Rund 1500 Braunbären leben in einem Land kleiner als Brandenburg. Nirgendwo in Europa ist es einfacher, sie zu sehen. Doch sie zieren sich. Eine Tour mit Tücken

Martin Bastar kennt die Gefahren des Waldes. „Das gefährlichste Tier“, sagt der 24-jährige Guide, „ist der Mensch, dann kommt die Zecke und nach einer langen Weile das Wildschwein.“ Und der Braunbär, der hier im Grenzgebiet von Kroatien und Slowenien so zahlreich umherstreift? Der laufe im Normalfall weg, wenn er einen Menschen nur rieche. „Wäre der nicht so schüchtern, könnte ich heute nicht hier stehen.“

Denn in den Gebirgswäldern von Südslowenien, auf einer Fläche etwa halb so groß wie Berlin, wenig besiedelt und märchenhaft dicht, leben einige hundert Exemplare, rund 1500 im gesamten Land – und damit so viele Bären wie in keiner anderen Region Europas. Halb Deutschland schreit auf, wenn ein Exemplar die Alpen überquert, in Slowenien kennen die meisten Menschen die großen Fellkugeln von Waldspaziergängen – und manchmal verirrt sich so ein Tier sogar in die 60 Kilometer entfernte Hauptstadt Ljubljana.
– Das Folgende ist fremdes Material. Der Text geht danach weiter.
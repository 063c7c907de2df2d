//! Slot catalog: which fields are extracted, and how

use crate::error::{CatalogError, ExtractorError};
use anamnesis_domain::SlotSpec;
use serde::Deserialize;
use serde_json::json;
use std::collections::HashSet;
use std::path::Path;

/// Ordered, id-unique collection of slots
///
/// Iteration order is stable and determines start order (and thus the
/// staggered delay) of each slot in a run.
#[derive(Debug, Clone, PartialEq)]
pub struct SlotCatalog {
    slots: Vec<SlotSpec>,
}

/// On-disk catalog layout: a list of `[[slots]]` tables
#[derive(Deserialize)]
struct CatalogFile {
    slots: Vec<SlotSpec>,
}

impl SlotCatalog {
    /// Build a catalog, rejecting empty or duplicate ids
    pub fn new(slots: Vec<SlotSpec>) -> Result<Self, CatalogError> {
        let mut seen = HashSet::new();
        for (idx, slot) in slots.iter().enumerate() {
            if slot.id.trim().is_empty() {
                return Err(CatalogError::EmptyId(idx));
            }
            if !seen.insert(slot.id.as_str()) {
                return Err(CatalogError::DuplicateSlot(slot.id.clone()));
            }
        }
        Ok(Self { slots })
    }

    /// The built-in clinical history catalog
    pub fn clinical() -> Self {
        Self {
            slots: clinical_slots(),
        }
    }

    /// Load a catalog from a TOML document
    ///
    /// ```
    /// use anamnesis_extractor::SlotCatalog;
    ///
    /// let catalog = SlotCatalog::from_toml(r#"
    ///     [[slots]]
    ///     id = "allergy_history"
    ///     instruction = "State any known or suspected allergies."
    ///     max_output_tokens = 40
    /// "#).unwrap();
    /// assert_eq!(catalog.len(), 1);
    /// ```
    pub fn from_toml(toml_str: &str) -> Result<Self, CatalogError> {
        let file: CatalogFile =
            toml::from_str(toml_str).map_err(|e| CatalogError::Parse(e.to_string()))?;
        Self::new(file.slots)
    }

    /// Load a catalog from a TOML file
    pub fn from_file(path: impl AsRef<Path>) -> Result<Self, ExtractorError> {
        let contents = std::fs::read_to_string(path)?;
        Ok(Self::from_toml(&contents)?)
    }

    /// All slots, in catalog order
    pub fn get_slots(&self) -> &[SlotSpec] {
        &self.slots
    }

    /// Look a slot up by id
    pub fn get(&self, id: &str) -> Option<&SlotSpec> {
        self.slots.iter().find(|s| s.id == id)
    }

    /// Slot ids, in catalog order
    pub fn ids(&self) -> impl Iterator<Item = &str> {
        self.slots.iter().map(|s| s.id.as_str())
    }

    /// Number of slots
    pub fn len(&self) -> usize {
        self.slots.len()
    }

    /// Whether the catalog has no slots
    pub fn is_empty(&self) -> bool {
        self.slots.is_empty()
    }
}

impl Default for SlotCatalog {
    fn default() -> Self {
        Self::clinical()
    }
}

fn clinical_slots() -> Vec<SlotSpec> {
    vec![
        SlotSpec::new(
            "brief_medical_history",
            "Summarize the patient's overall medical history briefly.",
        )
        .with_max_output_tokens(50),
        SlotSpec::new(
            "chief_complaints",
            "What are the patient's main complaints or symptoms that led them to seek care?",
        )
        .with_shape_template(json!({
            "Complaint": "main complaint or symptom",
            "Duration": "how long it has been present",
            "Description": "short description in the patient's terms"
        }))
        .with_max_output_tokens(120),
        SlotSpec::new(
            "past_medical_history",
            "Mention any significant past medical events, surgeries, or chronic conditions.",
        )
        .with_max_output_tokens(60),
        SlotSpec::new(
            "personal_history",
            "Describe relevant personal health or lifestyle factors such as habits, occupation, or routines.",
        )
        .with_max_output_tokens(50),
        SlotSpec::new(
            "family_history",
            "Note any family health conditions or hereditary illnesses.",
        )
        .with_max_output_tokens(40),
        SlotSpec::new(
            "treatment_history",
            "Mention any medications, therapies, or treatments the patient has tried.",
        )
        .with_max_output_tokens(40),
        SlotSpec::new(
            "allergy_history",
            "State any known or suspected allergies and reactions.",
        )
        .with_max_output_tokens(40),
        SlotSpec::new(
            "diagnostic_reports",
            "Summarize any diagnostic tests mentioned and their results.",
        )
        .with_max_output_tokens(30),
        SlotSpec::new(
            "clinical_findings",
            "Mention any clinical observations or findings from examination.",
        )
        .with_max_output_tokens(50),
        SlotSpec::new(
            "provisional_diagnosis",
            "Based on the symptoms and context, what could be a possible diagnosis?",
        )
        .with_max_output_tokens(60),
    ]
}

#[cfg(test)]
mod tests {
    use super::*;

    #[test]
    fn test_clinical_catalog_order_is_stable() {
        let ids: Vec<_> = SlotCatalog::clinical().ids().map(str::to_string).collect();
        assert_eq!(ids.len(), 10);
        assert_eq!(ids[0], "brief_medical_history");
        assert_eq!(ids[1], "chief_complaints");
        assert_eq!(ids[9], "provisional_diagnosis");

        let again: Vec<_> = SlotCatalog::clinical().ids().map(str::to_string).collect();
        assert_eq!(ids, again);
    }

    #[test]
    fn test_clinical_catalog_is_valid() {
        let slots = SlotCatalog::clinical().get_slots().to_vec();
        assert!(SlotCatalog::new(slots).is_ok());
    }

    #[test]
    fn test_chief_complaints_has_shape_template() {
        let catalog = SlotCatalog::clinical();
        let slot = catalog.get("chief_complaints").unwrap();
        let template = slot.shape_template.as_ref().unwrap();
        for field in ["Complaint", "Duration", "Description"] {
            assert!(template.get(field).is_some(), "missing {}", field);
        }
    }

    #[test]
    fn test_every_clinical_slot_has_budget() {
        let catalog = SlotCatalog::clinical();
        assert!(catalog.get_slots().iter().all(|s| s.max_output_tokens.is_some()));
        assert_eq!(catalog.get("diagnostic_reports").unwrap().max_output_tokens, Some(30));
    }

    #[test]
    fn test_duplicate_ids_rejected() {
        let slots = vec![
            SlotSpec::new("a", "first"),
            SlotSpec::new("b", "second"),
            SlotSpec::new("a", "third"),
        ];
        assert_eq!(
            SlotCatalog::new(slots),
            Err(CatalogError::DuplicateSlot("a".to_string()))
        );
    }

    #[test]
    fn test_empty_id_rejected() {
        let slots = vec![SlotSpec::new("a", "first"), SlotSpec::new(" ", "blank")];
        assert_eq!(SlotCatalog::new(slots), Err(CatalogError::EmptyId(1)));
    }

    #[test]
    fn test_from_toml_with_template() {
        let catalog = SlotCatalog::from_toml(
            r#"
            [[slots]]
            id = "vitals"
            instruction = "List the recorded vital signs."
            max_output_tokens = 80

            [slots.shape_template]
            BloodPressure = ""
            HeartRate = ""

            [[slots]]
            id = "notes"
            instruction = "Anything else?"
            "#,
        )
        .unwrap();

        assert_eq!(catalog.len(), 2);
        let vitals = catalog.get("vitals").unwrap();
        assert!(vitals.expects_structured());
        assert!(vitals.shape_template.as_ref().unwrap().get("HeartRate").is_some());
        assert_eq!(catalog.get("notes").unwrap().max_output_tokens, None);
    }

    #[test]
    fn test_from_toml_rejects_garbage() {
        assert!(matches!(
            SlotCatalog::from_toml("slots = 3"),
            Err(CatalogError::Parse(_))
        ));
    }
}
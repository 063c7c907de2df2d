//! Core Extractor implementation

use crate::catalog::SlotCatalog;
use crate::config::ExtractorConfig;
use crate::decoder::decode;
use crate::error::ExtractorError;
use crate::prompt::build_prompt;
use anamnesis_domain::{
    ExtractionRequest, ExtractionResult, ResultSink, RunId, RunSummary, SlotSpec, SlotValue,
};
use anamnesis_llm::client::cancelled;
use anamnesis_llm::{InferenceBackend, InferenceClient, OllamaProvider};
use futures_util::future::BoxFuture;
use futures_util::stream::{FuturesUnordered, Stream, StreamExt};
use futures_util::FutureExt;
use std::fmt::Display;
use std::pin::Pin;
use std::sync::Arc;
use std::task::{Context, Poll};
use std::time::Duration;
use tokio::time::{sleep, Instant};
use tokio_util::sync::CancellationToken;
use tracing::{debug, info, warn};

/// The Extractor fans one narrative out to every slot of a catalog
pub struct Extractor {
    config: ExtractorConfig,
}

impl Extractor {
    /// Create a new Extractor, rejecting an invalid configuration
    pub fn new(config: ExtractorConfig) -> Result<Self, ExtractorError> {
        config.validate().map_err(ExtractorError::Config)?;
        Ok(Self { config })
    }

    /// The active configuration
    pub fn config(&self) -> &ExtractorConfig {
        &self.config
    }

    /// Open a fresh Ollama connection pool sized to the in-flight ceiling
    ///
    /// Each run should get its own pool; it is released when the run ends.
    pub fn connect(&self) -> Result<OllamaProvider, ExtractorError> {
        let provider = OllamaProvider::with_pool_size(
            self.config.endpoint.as_str(),
            self.config.model.as_str(),
            self.config.max_in_flight,
        )?;
        Ok(provider)
    }

    /// Start a run of `slots` over `narrative`
    ///
    /// Nothing happens until the returned [`ExtractionRun`] is polled. The
    /// backend moves into the run and is dropped with it.
    pub fn run<B>(&self, backend: B, narrative: &str, slots: &[SlotSpec]) -> ExtractionRun<B>
    where
        B: InferenceBackend + 'static,
    {
        let run_id = RunId::new();
        let cancel = CancellationToken::new();
        let client = Arc::new(
            InferenceClient::new(backend, self.config.retry_policy(), self.config.max_in_flight)
                .with_cancellation(cancel.clone()),
        );
        let narrative: Arc<str> = Arc::from(narrative);

        info!(
            "Run {} starting: {} slots, model '{}', at most {} in flight",
            run_id,
            slots.len(),
            client.backend().model_name(),
            client.max_in_flight()
        );

        let stagger = self.config.stagger();
        let default_budget = self.config.default_max_output_tokens;
        let pending = slots
            .iter()
            .enumerate()
            .map(|(position, slot)| {
                let task = SlotTask {
                    client: Arc::clone(&client),
                    slot: slot.clone(),
                    narrative: Arc::clone(&narrative),
                    delay: stagger * position as u32,
                    default_budget,
                    cancel: cancel.clone(),
                };
                task.execute().boxed()
            })
            .collect();

        ExtractionRun {
            run_id,
            narrative,
            client,
            pending,
            total: slots.len(),
            yielded: 0,
            started: Instant::now(),
            cancel,
        }
    }

    /// Start a run over every slot of `catalog`
    pub fn run_catalog<B>(
        &self,
        backend: B,
        narrative: &str,
        catalog: &SlotCatalog,
    ) -> ExtractionRun<B>
    where
        B: InferenceBackend + 'static,
    {
        self.run(backend, narrative, catalog.get_slots())
    }

    /// Extract every catalog slot against the configured Ollama endpoint,
    /// forwarding results to `sink` as they complete
    ///
    /// Only setup failures are returned as errors; slot failures are part of
    /// the results.
    pub async fn extract<S>(
        &self,
        narrative: &str,
        catalog: &SlotCatalog,
        sink: S,
    ) -> Result<RunSummary, ExtractorError>
    where
        S: ResultSink,
        S::Error: Display,
    {
        let backend = self.connect()?;
        Ok(self.run_catalog(backend, narrative, catalog).drain(sink).await)
    }
}

/// One in-progress pipeline run
///
/// Yields exactly one [`ExtractionResult`] per slot, in completion order.
/// Dropping an unfinished run abandons its pending requests; [`cancel`]
/// instead turns them into `network_exception` results.
///
/// [`cancel`]: ExtractionRun::cancel
pub struct ExtractionRun<B> {
    run_id: RunId,
    narrative: Arc<str>,
    client: Arc<InferenceClient<B>>,
    pending: FuturesUnordered<BoxFuture<'static, ExtractionResult>>,
    total: usize,
    yielded: usize,
    started: Instant,
    cancel: CancellationToken,
}

impl<B> ExtractionRun<B> {
    /// Identifier of this run
    pub fn run_id(&self) -> RunId {
        self.run_id
    }

    /// The narrative every slot is extracted from
    pub fn narrative(&self) -> &str {
        &self.narrative
    }

    /// Number of slots in the run
    pub fn len(&self) -> usize {
        self.total
    }

    /// Whether the run has no slots at all
    pub fn is_empty(&self) -> bool {
        self.total == 0
    }

    /// Slots that have not produced a result yet
    pub fn remaining(&self) -> usize {
        self.total - self.yielded
    }

    /// The backend shared by every slot of the run
    pub fn backend(&self) -> &B {
        self.client.backend()
    }

    /// Token that cancels all pending work of this run
    pub fn cancellation_token(&self) -> CancellationToken {
        self.cancel.clone()
    }

    /// Cancel all pending work; remaining slots complete as failures
    pub fn cancel(&self) {
        info!("Run {} cancelled with {} slots pending", self.run_id, self.remaining());
        self.cancel.cancel();
    }

    /// Wait for every slot and return the results in completion order
    pub async fn collect_all(self) -> Vec<ExtractionResult> {
        self.collect().await
    }

    /// Forward every result to `sink` as it arrives
    ///
    /// Sink errors are logged and never stop the run.
    pub async fn drain<S>(mut self, mut sink: S) -> RunSummary
    where
        S: ResultSink,
        S::Error: Display,
    {
        if let Err(e) = sink.begin(self.run_id, &self.narrative) {
            warn!("Run {}: sink failed to open session: {}", self.run_id, e);
        }

        let mut failed = 0;
        let mut completed = 0;
        while let Some(result) = self.next().await {
            completed += 1;
            if result.is_error() {
                failed += 1;
            }
            if let Err(e) = sink.accept(&result) {
                warn!("Run {}: sink rejected slot '{}': {}", self.run_id, result.slot_id, e);
            }
        }

        let summary = RunSummary {
            run_id: self.run_id,
            completed,
            failed,
            elapsed: self.started.elapsed(),
        };

        info!(
            "Run {} finished: {}/{} slots succeeded in {:.2}s",
            summary.run_id,
            summary.succeeded(),
            summary.completed,
            summary.elapsed_seconds()
        );

        if let Err(e) = sink.finish(&summary) {
            warn!("Run {}: sink failed to close session: {}", self.run_id, e);
        }

        summary
    }
}

impl<B> Stream for ExtractionRun<B> {
    type Item = ExtractionResult;

    fn poll_next(mut self: Pin<&mut Self>, cx: &mut Context<'_>) -> Poll<Option<Self::Item>> {
        let polled = self.pending.poll_next_unpin(cx);
        if let Poll::Ready(Some(result)) = &polled {
            self.yielded += 1;
            debug!(
                "Run {}: slot '{}' done ({}/{})",
                self.run_id, result.slot_id, self.yielded, self.total
            );
        }
        polled
    }

    fn size_hint(&self) -> (usize, Option<usize>) {
        let remaining = self.remaining();
        (remaining, Some(remaining))
    }
}

/// Everything one slot needs to produce its result
struct SlotTask<B> {
    client: Arc<InferenceClient<B>>,
    slot: SlotSpec,
    narrative: Arc<str>,
    delay: Duration,
    default_budget: u32,
    cancel: CancellationToken,
}

impl<B: InferenceBackend> SlotTask<B> {
    async fn execute(self) -> ExtractionResult {
        // 1. Staggered start
        if !self.delay.is_zero() {
            tokio::select! {
                biased;
                _ = self.cancel.cancelled() => {
                    let value = SlotValue::Failed(cancelled());
                    return ExtractionResult::new(self.slot.id, value, Duration::ZERO);
                }
                _ = sleep(self.delay) => {}
            }
        }

        let started = Instant::now();

        // 2. Prompt
        let request = ExtractionRequest {
            slot_id: self.slot.id.clone(),
            prompt: build_prompt(&self.slot, &self.narrative),
            max_output_tokens: self.slot.output_budget(self.default_budget),
        };
        debug!(
            "Slot '{}' prompt: {} chars, budget {}",
            request.slot_id,
            request.prompt.len(),
            request.max_output_tokens
        );

        // 3. Inference, then 4. decoding
        let value = match self.client.call(&request).await {
            Ok(raw) => SlotValue::from(decode(&raw, self.slot.shape_template.as_ref())),
            Err(e) => SlotValue::Failed(e),
        };

        if let Some(e) = value.error() {
            warn!("Slot '{}' failed: {}", self.slot.id, e);
        }

        ExtractionResult::new(self.slot.id, value, started.elapsed())
    }
}
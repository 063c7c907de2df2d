//! Anamnesis Domain Layer
//!
//! Core data model for multi-slot clinical extraction. Every other crate in
//! the workspace depends on the types defined here.
//!
//! ## Key Concepts
//!
//! - **Slot**: one named field to extract from a narrative (`SlotSpec`)
//! - **Request**: the prompt issued for one slot in one run (`ExtractionRequest`)
//! - **Result**: the single outcome a slot produces per run (`ExtractionResult`)
//! - **Error descriptor**: a tagged, self-contained failure report (`ErrorDescriptor`)
//! - **Run**: one pass of the pipeline over one narrative (`RunId`)
//!
//! ## Architecture
//!
//! - Pure data and trait definitions only
//! - No I/O, no async runtime
//! - Infrastructure implementations live in other crates

#![warn(missing_docs)]
#![warn(clippy::all)]

pub mod outcome;
pub mod run;
pub mod slot;
pub mod traits;

// Re-exports for convenience
pub use outcome::{
    truncate_excerpt, ErrorDescriptor, ErrorKind, ExtractionRequest, ExtractionResult, SlotValue,
    EXCERPT_LIMIT,
};
pub use run::{RunId, RunSummary};
pub use slot::SlotSpec;
pub use traits::ResultSink;
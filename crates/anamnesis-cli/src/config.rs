//! Configuration management for the CLI.

use crate::error::{CliError, Result};
use anamnesis_extractor::{ExtractorConfig, SlotCatalog};
use serde::{Deserialize, Serialize};
use std::fs;
use std::path::{Path, PathBuf};

/// CLI configuration.
#[derive(Debug, Clone, Default, PartialEq, Serialize, Deserialize)]
pub struct Config {
    /// Slot catalog to use instead of the built-in clinical one
    #[serde(default, skip_serializing_if = "Option::is_none")]
    pub catalog_path: Option<PathBuf>,

    /// Pipeline settings
    #[serde(default)]
    pub extractor: ExtractorConfig,

    /// Global settings
    #[serde(default)]
    pub settings: Settings,
}

/// Global CLI settings.
#[derive(Debug, Clone, PartialEq, Eq, Serialize, Deserialize)]
pub struct Settings {
    /// Enable colored output
    #[serde(default = "default_true")]
    pub color: bool,

    /// Session log file, appended to on every run
    #[serde(default = "default_log_file")]
    pub log_file: PathBuf,

    /// Write the session log at all
    #[serde(default = "default_true")]
    pub log_enabled: bool,
}

impl Config {
    /// Get the configuration file path.
    pub fn path() -> Result<PathBuf> {
        let home = dirs::home_dir()
            .ok_or_else(|| CliError::Config("Could not find home directory".into()))?;
        Ok(home.join(".anamnesis").join("config.toml"))
    }

    /// Load configuration from the default location, or defaults if absent.
    pub fn load() -> Result<Self> {
        let path = Self::path()?;

        if path.exists() {
            Self::load_from(&path)
        } else {
            Ok(Self::default())
        }
    }

    /// Load configuration from an explicit file, which must exist.
    pub fn load_from(path: &Path) -> Result<Self> {
        let contents = fs::read_to_string(path)?;
        let config: Config = toml::from_str(&contents)?;
        Ok(config)
    }

    /// Save configuration to `path`.
    pub fn save_to(&self, path: &Path) -> Result<()> {
        // Create parent directory if it doesn't exist
        if let Some(parent) = path.parent() {
            fs::create_dir_all(parent)?;
        }

        let contents = toml::to_string_pretty(self)
            .map_err(|e| CliError::Config(format!("Failed to serialize config: {}", e)))?;
        fs::write(path, contents)?;
        Ok(())
    }

    /// Check the pipeline settings.
    pub fn validate(&self) -> Result<()> {
        self.extractor.validate().map_err(CliError::Config)
    }

    /// The slot catalog this configuration selects.
    pub fn catalog(&self) -> Result<SlotCatalog> {
        match &self.catalog_path {
            Some(path) => Ok(SlotCatalog::from_file(path)?),
            None => Ok(SlotCatalog::clinical()),
        }
    }
}

impl Default for Settings {
    fn default() -> Self {
        Self {
            color: true,
            log_file: default_log_file(),
            log_enabled: true,
        }
    }
}

fn default_true() -> bool {
    true
}

fn default_log_file() -> PathBuf {
    PathBuf::from("llm_log.txt")
}

#[cfg(test)]
mod tests {
    use super::*;
    use tempfile::TempDir;

    #[test]
    fn test_default_config() {
        let config = Config::default();
        assert!(config.settings.color);
        assert!(config.settings.log_enabled);
        assert_eq!(config.settings.log_file, PathBuf::from("llm_log.txt"));
        assert!(config.catalog_path.is_none());
        assert!(config.validate().is_ok());
        assert_eq!(config.catalog().unwrap().len(), 10);
    }

    #[test]
    fn test_partial_file_uses_defaults() {
        let dir = TempDir::new().unwrap();
        let path = dir.path().join("config.toml");
        fs::write(
            &path,
            "[extractor]\nmodel = \"mistral\"\n\n[settings]\ncolor = false\n",
        )
        .unwrap();

        let config = Config::load_from(&path).unwrap();
        assert_eq!(config.extractor.model, "mistral");
        assert_eq!(config.extractor.max_in_flight, 20);
        assert!(!config.settings.color);
        assert!(config.settings.log_enabled);
    }

    #[test]
    fn test_save_and_reload() {
        let dir = TempDir::new().unwrap();
        let path = dir.path().join("nested").join("config.toml");

        let mut config = Config::default();
        config.catalog_path = Some(PathBuf::from("slots.toml"));
        config.extractor = ExtractorConfig::lenient();
        config.settings.log_enabled = false;
        config.save_to(&path).unwrap();

        assert_eq!(Config::load_from(&path).unwrap(), config);
    }

    #[test]
    fn test_missing_explicit_file_is_error() {
        let dir = TempDir::new().unwrap();
        let result = Config::load_from(&dir.path().join("absent.toml"));
        assert!(matches!(result, Err(CliError::Io(_))));
    }

    #[test]
    fn test_malformed_file_is_error() {
        let dir = TempDir::new().unwrap();
        let path = dir.path().join("config.toml");
        fs::write(&path, "[settings\ncolor = ").unwrap();
        assert!(matches!(Config::load_from(&path), Err(CliError::Toml(_))));
    }

    #[test]
    fn test_invalid_extractor_settings_rejected() {
        let mut config = Config::default();
        config.extractor.max_attempts = 0;
        assert!(matches!(config.validate(), Err(CliError::Config(_))));
    }

    #[test]
    fn test_custom_catalog_is_loaded() {
        let dir = TempDir::new().unwrap();
        let catalog_path = dir.path().join("slots.toml");
        fs::write(
            &catalog_path,
            "[[slots]]\nid = \"vitals\"\ninstruction = \"List the vital signs.\"\n",
        )
        .unwrap();

        let config = Config {
            catalog_path: Some(catalog_path),
            ..Config::default()
        };
        let catalog = config.catalog().unwrap();
        assert_eq!(catalog.ids().collect::<Vec<_>>(), vec!["vitals"]);
    }
}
Schmatzen aus dem Maisfeld

Martin Bastar hat sein erstes Exemplar mit sechs Jahren gesehen, er angelte mit seinem Vater am Grenzfluss Kolpa, einige Meter entfernt platschte ein Bär ins Wasser und schwamm auf die andere Seite. Neulich stand er bei einer Party auf dem Balkon, das Krachen und Schmatzen aus dem angrenzenden Maisfeld war lauter als die Musik aus dem Wohnzimmer.

Im Moment lenkt Bastar einen Jeep durch die Wälder hinter der Kleinstadt Kocevje, die für Touristen als Einfallstor für Bärensafaris fungiert. Im Supermarkt kann man Bärensalami kaufen, das örtliche Hostel wirbt mit dem Prädikat „bärenfreundlich“, und am Stadtrand ermahnen Schilder mit einem gezeichneten Meister Petz darauf, bitte nicht die Natur zu vermüllen.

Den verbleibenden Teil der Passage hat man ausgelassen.